Why is it that we cannot question or disagree or not want to fall at the feet of individuals like Mahatma Gandhi or Tagore in this case? Why should we put them in a glass showcase and place a placard outside that says ‘Revere or else…’.

I haven’t read a lot of Tagore and have a vague memory of his sketches at NGMA, which I quite liked. But I have the freedom to not like his plays, don’t I?  If I am particularly well-read and come from the theatre space where I have the opportunity to place Tagore’s plays among an array of plays by other playwrights, and out of the perspective i gain, rate it as mediocre would that be too presumptuous?

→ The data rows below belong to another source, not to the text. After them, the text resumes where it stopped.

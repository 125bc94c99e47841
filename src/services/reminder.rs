use std::collections::{HashMap, HashSet};
use std::sync::{Arc, Mutex, MutexGuard, PoisonError};
use std::time::Duration;

use chrono::{DateTime, Local, TimeDelta, Utc};
use tokio::task::JoinHandle;
use tokio::time::Instant;
use tracing::{debug, info};

use crate::models::{Task, TaskId, TaskStatus};

/// Wall clock used to turn reminder timestamps into delays.
pub trait Clock: Send + Sync {
    fn now(&self) -> DateTime<Utc>;
}

/// The machine's clock.
pub struct SystemClock;

impl Clock for SystemClock {
    fn now(&self) -> DateTime<Utc> {
        Utc::now()
    }
}

#[derive(Debug, Clone, Copy, PartialEq, Eq)]
pub struct ReminderPolicy {
    /// Reminders further out than this are left for a later reconcile.
    pub horizon: Duration,
    pub snooze: Duration,
}

impl Default for ReminderPolicy {
    fn default() -> Self {
        Self {
            horizon: Duration::from_secs(7 * 24 * 60 * 60),
            snooze: Duration::from_secs(10 * 60),
        }
    }
}

#[derive(Debug, Clone, PartialEq, Eq, Hash)]
pub struct ReminderKey {
    pub task_id: TaskId,
    pub at: DateTime<Utc>,
}

/// What a fired timer hands to the notification callback.
#[derive(Debug, Clone, PartialEq, Eq)]
pub struct Reminder {
    pub task_id: TaskId,
    pub title: String,
    pub at: DateTime<Utc>,
}

impl Reminder {
    /// Identity of the timer that produced this reminder.
    pub fn key(&self) -> ReminderKey {
        ReminderKey {
            task_id: self.task_id.clone(),
            at: self.at,
        }
    }

    /// Notification text: the title and the local time it was due.
    pub fn body(&self) -> String {
        format!("{} at {}", self.title, self.at.with_timezone(&Local).format("%H:%M"))
    }
}

/// Timer changes made by one `reconcile` call.
#[derive(Debug, Default, Clone, Copy, PartialEq, Eq)]
pub struct ReconcileReport {
    pub scheduled: usize,
    pub cancelled: usize,
    pub kept: usize,
}

#[derive(Debug, Clone, Copy, PartialEq, Eq)]
enum TimerKind {
    Reminder,
    Snooze,
}

struct Timer {
    id: u64,
    handle: JoinHandle<()>,
}

#[derive(Default)]
struct Timers {
    scheduled: HashMap<ReminderKey, Timer>,
    snoozed: HashMap<ReminderKey, Timer>,
    // Keys that already fired, remembered while the task still carries them.
    fired: HashSet<ReminderKey>,
    next_id: u64,
}

impl Timers {
    fn slot(&mut self, kind: TimerKind) -> &mut HashMap<ReminderKey, Timer> {
        match kind {
            TimerKind::Reminder => &mut self.scheduled,
            TimerKind::Snooze => &mut self.snoozed,
        }
    }
}

type FireFn = dyn Fn(Reminder) + Send + Sync;

/// One-shot local reminders for a changing task set.
///
/// Each timer is a tokio task keyed by `(task id, reminder instant)`. `reconcile` applies
/// the minimal diff between the tasks it is given and the timers already running, so an
/// unchanged reminder keeps its original timer. Timers must be created from inside a
/// tokio runtime. Dropping the scheduler cancels everything still pending.
pub struct ReminderScheduler {
    policy: ReminderPolicy,
    clock: Arc<dyn Clock>,
    on_fire: Arc<FireFn>,
    timers: Arc<Mutex<Timers>>,
}

impl ReminderScheduler {
    /// Scheduler on the system clock; `on_fire` runs on the timer task.
    pub fn new<F>(policy: ReminderPolicy, on_fire: F) -> Self
    where
        F: Fn(Reminder) + Send + Sync + 'static,
    {
        Self::with_clock(policy, Arc::new(SystemClock), on_fire)
    }

    /// Scheduler that measures delays against `clock`.
    pub fn with_clock<F>(policy: ReminderPolicy, clock: Arc<dyn Clock>, on_fire: F) -> Self
    where
        F: Fn(Reminder) + Send + Sync + 'static,
    {
        Self {
            policy,
            clock,
            on_fire: Arc::new(on_fire),
            timers: Arc::new(Mutex::new(Timers::default())),
        }
    }

    /// Horizon and snooze in effect for this scheduler.
    pub fn policy(&self) -> ReminderPolicy {
        self.policy
    }

    /// Bring the running timers in line with `tasks` and report what changed.
    pub fn reconcile(&self, tasks: &[Task]) -> ReconcileReport {
        let now = self.clock.now();
        let mut candidates: HashMap<ReminderKey, &Task> = HashMap::new();
        let mut live: HashSet<&TaskId> = HashSet::new();

        for task in tasks {
            if task.status == TaskStatus::Completed {
                continue;
            }
            live.insert(&task.id);
            let Some(raw) = task.reminder_date.as_deref() else {
                continue;
            };
            let Some(at) = task.reminder_instant() else {
                debug!("Ignoring unreadable reminder {:?} on task {}", raw, task.id);
                continue;
            };
            candidates.insert(
                ReminderKey {
                    task_id: task.id.clone(),
                    at,
                },
                task,
            );
        }

        let mut report = ReconcileReport::default();
        let mut timers = self.lock();

        let gone: Vec<ReminderKey> = timers
            .scheduled
            .keys()
            .filter(|key| !candidates.contains_key(*key))
            .cloned()
            .collect();
        for key in gone {
            if let Some(timer) = timers.scheduled.remove(&key) {
                timer.handle.abort();
                debug!("Cancelled reminder for task {} at {}", key.task_id, key.at);
                report.cancelled += 1;
            }
        }

        let orphaned: Vec<ReminderKey> = timers
            .snoozed
            .keys()
            .filter(|key| !live.contains(&key.task_id))
            .cloned()
            .collect();
        for key in orphaned {
            if let Some(timer) = timers.snoozed.remove(&key) {
                timer.handle.abort();
                debug!("Cancelled snoozed reminder for task {}", key.task_id);
                report.cancelled += 1;
            }
        }

        timers.fired.retain(|key| candidates.contains_key(key));

        for (key, task) in candidates {
            if timers.scheduled.contains_key(&key) {
                report.kept += 1;
                continue;
            }
            if timers.fired.contains(&key) {
                continue;
            }
            let Some(delay) = self.eligible_delay(key.at, now) else {
                continue;
            };
            let reminder = Reminder {
                task_id: key.task_id,
                title: task.title.clone(),
                at: key.at,
            };
            debug!("Scheduling reminder for task {} in {:?}", reminder.task_id, delay);
            self.spawn_timer(&mut timers, TimerKind::Reminder, reminder, delay);
            report.scheduled += 1;
        }

        report
    }

    /// Fire `reminder` again after the policy's snooze interval.
    pub fn snooze(&self, reminder: &Reminder) -> Reminder {
        let delay = self.policy.snooze;
        let now = self.clock.now();
        let at = TimeDelta::from_std(delay)
            .ok()
            .and_then(|offset| now.checked_add_signed(offset))
            .unwrap_or(DateTime::<Utc>::MAX_UTC);
        let snoozed = Reminder {
            at,
            ..reminder.clone()
        };

        let mut timers = self.lock();
        if !timers.snoozed.contains_key(&snoozed.key()) {
            debug!("Snoozing reminder for task {} until {}", snoozed.task_id, snoozed.at);
            self.spawn_timer(&mut timers, TimerKind::Snooze, snoozed.clone(), delay);
        }
        snoozed
    }

    /// Cancel one pending timer. Unknown, fired or already cancelled keys are a no-op.
    pub fn cancel(&self, key: &ReminderKey) -> bool {
        let mut guard = self.lock();
        let timers = &mut *guard;
        let timer = timers.scheduled.remove(key).or_else(|| timers.snoozed.remove(key));
        match timer {
            Some(timer) => {
                timer.handle.abort();
                true
            }
            None => false,
        }
    }

    /// Cancel every outstanding timer. Safe to call more than once.
    pub fn dispose(&self) {
        let mut guard = self.lock();
        let timers = &mut *guard;
        let count = timers.scheduled.len() + timers.snoozed.len();
        for (_, timer) in timers.scheduled.drain().chain(timers.snoozed.drain()) {
            timer.handle.abort();
        }
        timers.fired.clear();
        if count > 0 {
            debug!("Disposed {} pending reminders", count);
        }
    }

    /// Timers still waiting to fire, snoozes included.
    pub fn outstanding(&self) -> usize {
        let timers = self.lock();
        timers.scheduled.len() + timers.snoozed.len()
    }

    /// Whether a reconcile timer for `key` is waiting. Snoozes are not counted.
    pub fn is_scheduled(&self, key: &ReminderKey) -> bool {
        self.lock().scheduled.contains_key(key)
    }

    /// Keys of the waiting reconcile timers, in no particular order.
    pub fn scheduled_keys(&self) -> Vec<ReminderKey> {
        self.lock().scheduled.keys().cloned().collect()
    }

    fn eligible_delay(&self, at: DateTime<Utc>, now: DateTime<Utc>) -> Option<Duration> {
        (at - now)
            .to_std()
            .ok()
            .filter(|delay| !delay.is_zero() && *delay < self.policy.horizon)
    }

    fn spawn_timer(&self, timers: &mut Timers, kind: TimerKind, reminder: Reminder, delay: Duration) {
        timers.next_id += 1;
        let id = timers.next_id;
        let key = reminder.key();
        let deadline = Instant::now() + delay;
        let shared = Arc::clone(&self.timers);
        let on_fire = Arc::clone(&self.on_fire);

        let handle = tokio::spawn(async move {
            tokio::time::sleep_until(deadline).await;
            if claim(&shared, kind, &reminder.key(), id) {
                info!("Reminder fired for task {}: {}", reminder.task_id, reminder.title);
                on_fire(reminder);
            }
        });
        timers.slot(kind).insert(key, Timer { id, handle });
    }

    fn lock(&self) -> MutexGuard<'_, Timers> {
        lock(&self.timers)
    }
}

impl Drop for ReminderScheduler {
    fn drop(&mut self) {
        self.dispose();
    }
}

// A timer only fires if it is still the registered timer for its key.
fn claim(timers: &Mutex<Timers>, kind: TimerKind, key: &ReminderKey, id: u64) -> bool {
    let mut timers = lock(timers);
    let slot = timers.slot(kind);
    if slot.get(key).map(|t| t.id) != Some(id) {
        return false;
    }
    slot.remove(key);
    if kind == TimerKind::Reminder {
        timers.fired.insert(key.clone());
    }
    true
}

fn lock(timers: &Mutex<Timers>) -> MutexGuard<'_, Timers> {
    timers.lock().unwrap_or_else(PoisonError::into_inner)
}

You don’t have to buy my argument or back slap me for this astute observation…you know one man’s poison is another man’s wine or something like that, don’t you?

As if this was not ridiculous enough a Bengali theatre personality was interviewed and he said that one has to understand Tagore’s philosophy before one can appreciate his plays. Fair enough. He proceeded to say ‘If Tagore is first rate, Karnad is second rate. If Karnad is third rate, Tagore is second rate.’ Figure that one out!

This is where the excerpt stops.